Tuesday, August 22, 2006

Scallop Diving, August 19 2006


My family is an insatiable beast. Fish, lobsters, mussels, scallops, all get consumed by their ravening maw. Especially scallops. With my son's birthday approaching on Sunday, and 40 people coming over, I knew I had to deliver to keep the beast at bay, or risk being grilled myself.

When I contacted Henrik he was four-square behind it, and had just the spot in mind. Thus on Saturday I was out with the Stingray, to an undisclosed location, at an undisclosed depth (just don't call me Dick Cheney.) A Captain is judged by his numbers, and Henrik has some winners there, as we came up with a bonanza. We also all learned a few lessons, some painful, some less so, but all worth learning.

Lesson #1: at 5am, there is just no quiet way to empty the ice tray from the freezer into the cooler. Small handfuls, cushion the blow, doesn't matter, ice cubes are inherently noisy. Best you can do is the band-aid method: dump it all at once and get the hell out, so if you do wake up any family members you still have deniability: "Oh was I being loud? Sorry I had no idea!"
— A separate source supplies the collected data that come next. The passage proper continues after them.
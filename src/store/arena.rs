//! Flat read-only snapshot of a store.
//!
//! The whole store file is loaded into one buffer and every `FlatRecord`
//! borrows its strings from it, so a snapshot of millions of records costs one
//! allocation for the bytes plus one vector of views.

use super::codec::{check_key_len, decode_body, FIXED_TAIL, LEN_PREFIX};
use super::RecordView;
use crate::error::StorageError;
use std::path::{Path, PathBuf};
use tracing::debug;

/// Record whose strings point into an `Arena`.
#[derive(Debug, Clone, Copy, Default, PartialEq, Eq, Hash)]
pub struct FlatRecord<'a> {
    pub key: &'a str,
    pub digest: &'a str,
    pub size: u64,
    pub modified: &'a str,
}

impl RecordView for FlatRecord<'_> {
    fn key(&self) -> &str {
        self.key
    }

    fn digest(&self) -> &str {
        self.digest
    }

    fn size(&self) -> u64 {
        self.size
    }

    fn modified(&self) -> &str {
        self.modified
    }
}

/// Owner of the raw store bytes.
#[derive(Debug)]
pub struct Arena {
    bytes: Vec<u8>,
    source: Option<PathBuf>,
}

impl Arena {
    /// Load a store file in one read.
    pub fn open(path: &Path) -> Result<Self, StorageError> {
        let bytes = std::fs::read(path).map_err(|e| StorageError::io(path, e))?;
        debug!(path = %path.display(), bytes = bytes.len(), "loaded store arena");
        Ok(Arena {
            bytes,
            source: Some(path.to_path_buf()),
        })
    }

    pub fn from_bytes(bytes: Vec<u8>) -> Self {
        Arena {
            bytes,
            source: None,
        }
    }

    pub fn source(&self) -> Option<&Path> {
        self.source.as_deref()
    }

    pub fn byte_len(&self) -> usize {
        self.bytes.len()
    }

    /// Decode every record, in file order.
    pub fn records(&self) -> Result<Vec<FlatRecord<'_>>, StorageError> {
        let mut records = Vec::new();
        let bytes = self.bytes.as_slice();
        let mut offset = 0usize;
        while offset < bytes.len() {
            let remaining = bytes.len() - offset;
            if remaining < LEN_PREFIX {
                return Err(StorageError::Truncated {
                    offset: offset as u64,
                    expected: LEN_PREFIX as u64,
                    found: remaining as u64,
                });
            }
            let mut prefix = [0u8; LEN_PREFIX];
            prefix.copy_from_slice(&bytes[offset..offset + LEN_PREFIX]);
            let key_len = check_key_len(u64::from_le_bytes(prefix), offset as u64)?;
            let body_start = offset + LEN_PREFIX;
            let body_len = key_len + FIXED_TAIL;
            let available = bytes.len() - body_start;
            if available < body_len {
                return Err(StorageError::Truncated {
                    offset: body_start as u64,
                    expected: body_len as u64,
                    found: available as u64,
                });
            }
            let body = &bytes[body_start..body_start + body_len];
            records.push(decode_body(body, key_len, offset as u64)?);
            offset = body_start + body_len;
        }
        Ok(records)
    }
}

#[cfg(test)]
mod tests {
    use super::*;
    use crate::store::codec::encode;
    use crate::store::{write_store, Record};
    use tempfile::TempDir;

    fn record(key: &str, size: u64) -> Record {
        Record {
            key: key.to_string(),
            digest: String::new(),
            size,
            modified: String::new(),
        }
    }

    #[test]
    fn test_records_preserve_file_order() {
        let records = vec![record("d:/z", 1), record("d:/a", 2), record("d:/m", 3)];
        let arena = Arena::from_bytes(encode(&records).unwrap());
        let flat = arena.records().unwrap();
        let keys: Vec<&str> = flat.iter().map(|r| r.key).collect();
        assert_eq!(keys, vec!["d:/z", "d:/a", "d:/m"]);
        assert_eq!(flat[1].size, 2);
        assert_eq!(flat[1].digest, "");
    }

    #[test]
    fn test_open_from_disk() {
        let dir = TempDir::new().unwrap();
        let path = dir.path().join("store.fmd");
        write_store(&[record("dev:/x", 42)], &path).unwrap();
        let arena = Arena::open(&path).unwrap();
        assert_eq!(arena.source(), Some(path.as_path()));
        let flat = arena.records().unwrap();
        assert_eq!(flat.len(), 1);
        assert_eq!(flat[0].device(), "dev");
        assert_eq!(flat[0].path(), "/x");
    }

    #[test]
    fn test_truncation_after_prefix_is_rejected() {
        let bytes = encode(&[record("d:/a", 1)]).unwrap();
        for cut in [1, LEN_PREFIX, LEN_PREFIX + 2, bytes.len() - 1] {
            let arena = Arena::from_bytes(bytes[..cut].to_vec());
            assert!(
                matches!(arena.records(), Err(StorageError::Truncated { .. })),
                "cut at {} should be truncated",
                cut
            );
        }
    }

    #[test]
    fn test_empty_arena_has_no_records() {
        assert!(Arena::from_bytes(Vec::new()).records().unwrap().is_empty());
    }
}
Onboard was Captain Henrik, with Dave and Mark crewing. Passengers: Me. So we all had a little room to stretch out and relax. Lesson #2: dive gear follows the laws of entropy and diffusion, meaning however large or small the space, your dive gear wants to fall down, spread out, and fill it all. No matter how much I shoveled it back into its basket, I'd turn around and my mask would be sunning itself on a bench right near a wobbly tank. Perhaps next time Henrik will let me bring a sheepdog or llama to keep the herd corralled.

After chugging out for an undisclosed period of time we dropped a buoy, and Henrik and I rolled over. There was a layer of schmutz around 50' that cast a pall deeper, but it was still pretty clear. Scallops were thick on the ground, so I pulled out my bag and started stuffing them in.. There were so many that any ones smaller than my hand I skipped. The first bag was filled in 6 minutes, and the second 8 minutes later. I could easily have kept going but didn't have any more bags on me, a mistake I won't repeat. Per our plan I clipped them both to a bag and shot it, then followed my reel up. The nice thing about diving a buoy is that the boat was able to pick us up. Truth to tell though, there was so little current we could still have swam to the boat even after our deco stops.

We all learned a couple of more lessons after Dive One: neoprene dry suits are really freaking buoyant, and require obscene amounts of lead. Also learned: Lift bags are best used when you are there to monitor them, otherwise they have a horrible tendency to dump. There are many bags of china that made a round trip on the Doria for this reason, and also a full bag of scallops somewhere off NJ, with a beloved lift bag and tangled reel still attached. There is just nothing like the bottle-neck restriction of a surface marker buoy to keep floaty things floating. So long as the captain knows its not an emergency, an smb is my tool of choice for sending things up.

Dive two I went looking for Fred the Beloved Bag, but to no avail. My search did put me in a very nice spot though, and I bagged up three 2# bugs in 5 minutes (there was a fourth, but she was eggy.) I didn't find so many scallops for a while until near the end of the dive, when I hit the motherlode. I was glad then I had resisted the temptation of the smaller ones, as I knew my chops would have been busted mercilessly. I had one of those large yellow mesh bags, and at the half hour mark it was crammed to bursting and hooked up to my lift bag ready to go. I couldn't just leave though. I had tons of gas (rebreather, duh), a still-reasonable deco obligation, and everywhere I looked was scallops. Scallops to the left. Scallops to the right. Scallops underneath me, for chrissake. It was crazy. Two minutes, I promised myself as I pulled out my red bag. Whatever I can grab in two minutes and then up I go. It worked perfectly, although I did feel like the crazy housewife on one of those tv game shows. In two minutes flat I had the bag packed with another 25, hooked them up, and up we went.

There was much rejoicing on board on the way back, and we all hunkered down for some cleaning. In the final tally I had 135 scallops plus the three bugs, which came to 14# of scallop meat. Dave had a similar number of scallops, and Henrik and Mark had a bag full each (as did Fred, R.I.P.) If I had to guess, I'd say the total was about 350 scallops for the boat.

The final lesson? When asked at the party how you got them all, talk about what hard, difficult work it was, but how you had to do it to keep food on the table for your family. Just don't expect anybody to believe you.